TASK BRIEF
Identify all lines in the data containing the string "contents". Copy them out.

Stored data
+---+

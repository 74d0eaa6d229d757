use crate::config::{MonitorConfig, MonitorConfigFile};
use crate::error::{MonitorError, Result};
use std::path::Path;

pub async fn parse_config_from_file(path: impl AsRef<Path>) -> Result<MonitorConfig> {
    let path = path.as_ref();
    let contents = tokio::fs::read_to_string(path).await?;

    let extension = path.extension().and_then(|s| s.to_str());

    match extension {
        Some("yaml") | Some("yml") => parse_yaml(&contents),
        Some("toml") => parse_toml(&contents),
        Some("json") => parse_json(&contents),
        _ => Err(MonitorError::InvalidConfig(
            "Unsupported file format. Use .yaml, .yml, .toml, or .json".to_string(),
        )),
    }
}

pub fn parse_config_from_str(content: &str, format: &str) -> Result<MonitorConfig> {
    match format.to_lowercase().as_str() {
        "yaml" | "yml" => parse_yaml(content),
        "toml" => parse_toml(content),
        "json" => parse_json(content),
        _ => Err(MonitorError::InvalidConfig(format!(
            "Unsupported format: {}",
            format
        ))),
    }
}

fn parse_yaml(content: &str) -> Result<MonitorConfig> {
    let config: MonitorConfig =
        serde_yaml::from_str(content).map_err(|e| MonitorError::Other(e.into()))?;
    config.validate()?;
    Ok(config)
}

fn parse_toml(content: &str) -> Result<MonitorConfig> {
    let file: MonitorConfigFile =
        toml::from_str(content).map_err(|e| MonitorError::Other(e.into()))?;
    file.monitor.validate()?;
    Ok(file.monitor)
}

fn parse_json(content: &str) -> Result<MonitorConfig> {
    let config: MonitorConfig = serde_json::from_str(content)?;
    config.validate()?;
    Ok(config)
}
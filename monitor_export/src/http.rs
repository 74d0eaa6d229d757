//! HTTP access to the registries of a [`Monitor`].
//!
//! `GET` lists every value of a kind (an empty array when nothing has been
//! recorded), `DELETE` resets it, and `GET /{kind}/:namespace/:id` reads one
//! point.

use axum::{
    extract::{Path, State},
    http::StatusCode,
    response::{IntoResponse, Json, Response},
    routing::get,
    Router,
};
use monitor_core::{CollectionKind, IndicatorValue, MeteringValue, Monitor, MonitorError};
use serde::Serialize;
use tracing::{info, warn};

pub fn router(monitor: Monitor) -> Router {
    Router::new()
        .route("/stopwatch", get(list_metering).delete(reset_metering))
        .route("/stopwatch/:namespace/:id", get(read_metering))
        .route("/stayset", get(list_indicators).delete(reset_indicators))
        .route("/stayset/:namespace/:id", get(read_indicator))
        .with_state(monitor)
}

#[derive(Debug, Serialize)]
struct ErrorBody {
    error: String,
}

pub struct ApiError(MonitorError);

impl From<MonitorError> for ApiError {
    fn from(err: MonitorError) -> Self {
        Self(err)
    }
}

impl IntoResponse for ApiError {
    fn into_response(self) -> Response {
        let status = match &self.0 {
            MonitorError::NotFound { .. } => StatusCode::NOT_FOUND,
            MonitorError::Stopped { .. } => StatusCode::SERVICE_UNAVAILABLE,
            _ => StatusCode::INTERNAL_SERVER_ERROR,
        };
        if status.is_server_error() {
            warn!("Request failed: {}", self.0);
        }
        (
            status,
            Json(ErrorBody {
                error: self.0.to_string(),
            }),
        )
            .into_response()
    }
}

async fn list_metering(
    State(monitor): State<Monitor>,
) -> Result<Json<Vec<MeteringValue>>, ApiError> {
    Ok(Json(monitor.stop_watches().values().await?))
}

async fn reset_metering(State(monitor): State<Monitor>) -> Result<Json<&'static str>, ApiError> {
    let namespaces = monitor.stop_watches().reset().await?;
    info!("Reset metering point values ({} namespaces)", namespaces);
    Ok(Json("metering point values reset"))
}

async fn read_metering(
    State(monitor): State<Monitor>,
    Path((namespace, id)): Path<(String, String)>,
) -> Result<Json<MeteringValue>, ApiError> {
    let stop_watch = monitor
        .stop_watches()
        .get(&namespace)
        .ok_or_else(|| not_found(CollectionKind::StopWatch, &namespace, &id))?;
    Ok(Json(stop_watch.read(&id).await?))
}

async fn list_indicators(
    State(monitor): State<Monitor>,
) -> Result<Json<Vec<IndicatorValue>>, ApiError> {
    Ok(Json(monitor.indicators().values().await?))
}

async fn reset_indicators(
    State(monitor): State<Monitor>,
) -> Result<Json<&'static str>, ApiError> {
    let namespaces = monitor.indicators().reset().await?;
    info!("Reset indicator point values ({} namespaces)", namespaces);
    Ok(Json("indicator point values reset"))
}

async fn read_indicator(
    State(monitor): State<Monitor>,
    Path((namespace, id)): Path<(String, String)>,
) -> Result<Json<IndicatorValue>, ApiError> {
    let indicator = monitor
        .indicators()
        .get(&namespace)
        .ok_or_else(|| not_found(CollectionKind::StaySetIndicator, &namespace, &id))?;
    Ok(Json(indicator.read(&id).await?))
}

fn not_found(kind: CollectionKind, namespace: &str, id: &str) -> ApiError {
    ApiError(MonitorError::NotFound {
        kind,
        namespace: namespace.to_string(),
        id: id.to_string(),
    })
}

#[cfg(test)]
mod tests {
    use super::*;
    use axum::body::{to_bytes, Body};
    use axum::http::{Method, Request};
    use monitor_core::MonitorConfig;
    use std::time::Duration;
    use tower::ServiceExt;

    async fn call(monitor: &Monitor, method: Method, uri: &str) -> (StatusCode, serde_json::Value) {
        let request = Request::builder()
            .method(method)
            .uri(uri)
            .body(Body::empty())
            .unwrap();
        let response = router(monitor.clone()).oneshot(request).await.unwrap();
        let status = response.status();
        let bytes = to_bytes(response.into_body(), usize::MAX).await.unwrap();
        let body = if bytes.is_empty() {
            serde_json::Value::Null
        } else {
            serde_json::from_slice(&bytes).unwrap_or(serde_json::Value::Null)
        };
        (status, body)
    }

    fn monitor() -> Monitor {
        Monitor::new(MonitorConfig::default()).unwrap()
    }

    #[tokio::test]
    async fn test_empty_listing() {
        let m = monitor();
        let (status, body) = call(&m, Method::GET, "/stopwatch").await;
        assert_eq!(status, StatusCode::OK);
        assert_eq!(body, serde_json::json!([]));
    }

    #[tokio::test]
    async fn test_list_and_reset_metering() {
        let m = monitor();
        let mp = m.stop_watches().for_namespace("ns").metering_point("a");
        for millis in [1, 2, 3] {
            mp.record(Duration::from_millis(millis)).await.unwrap();
        }

        let (status, body) = call(&m, Method::GET, "/stopwatch").await;
        assert_eq!(status, StatusCode::OK);
        assert_eq!(body[0]["namespace"], "ns");
        assert_eq!(body[0]["quantity"], 3);
        assert_eq!(body[0]["average"], "2ms");

        let (status, _) = call(&m, Method::DELETE, "/stopwatch").await;
        assert_eq!(status, StatusCode::OK);

        let (_, body) = call(&m, Method::GET, "/stopwatch").await;
        assert_eq!(body, serde_json::json!([]));
    }

    #[tokio::test]
    async fn test_read_single_indicator() {
        let m = monitor();
        m.indicators().for_namespace("ns").increase("b").await.unwrap();

        let (status, body) = call(&m, Method::GET, "/stayset/ns/b").await;
        assert_eq!(status, StatusCode::OK);
        assert_eq!(body["current"], 1);

        let (status, body) = call(&m, Method::GET, "/stayset/ns/missing").await;
        assert_eq!(status, StatusCode::NOT_FOUND);
        assert!(body["error"].as_str().unwrap().contains("missing"));

        let (status, _) = call(&m, Method::GET, "/stayset/unknown/b").await;
        assert_eq!(status, StatusCode::NOT_FOUND);
        assert!(m.indicators().get("unknown").is_none());
    }

    #[tokio::test]
    async fn test_stopped_monitor() {
        let m = monitor();
        m.stop_watch();
        m.stop();

        let (status, _) = call(&m, Method::GET, "/stopwatch").await;
        assert_eq!(status, StatusCode::SERVICE_UNAVAILABLE);

        let (status, _) = call(&m, Method::DELETE, "/stopwatch").await;
        assert_eq!(status, StatusCode::SERVICE_UNAVAILABLE);
    }

    #[tokio::test]
    async fn test_method_not_allowed() {
        let m = monitor();
        let (status, _) = call(&m, Method::POST, "/stayset").await;
        assert_eq!(status, StatusCode::METHOD_NOT_ALLOWED);
    }
}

+---+

RESULT FOR THIS TASK
    let contents = tokio::fs::read_to_string(path).await?;
        Some("yaml") | Some("yml") => parse_yaml(&contents),
        Some("toml") => parse_toml(&contents),
        Some("json") => parse_json(&contents),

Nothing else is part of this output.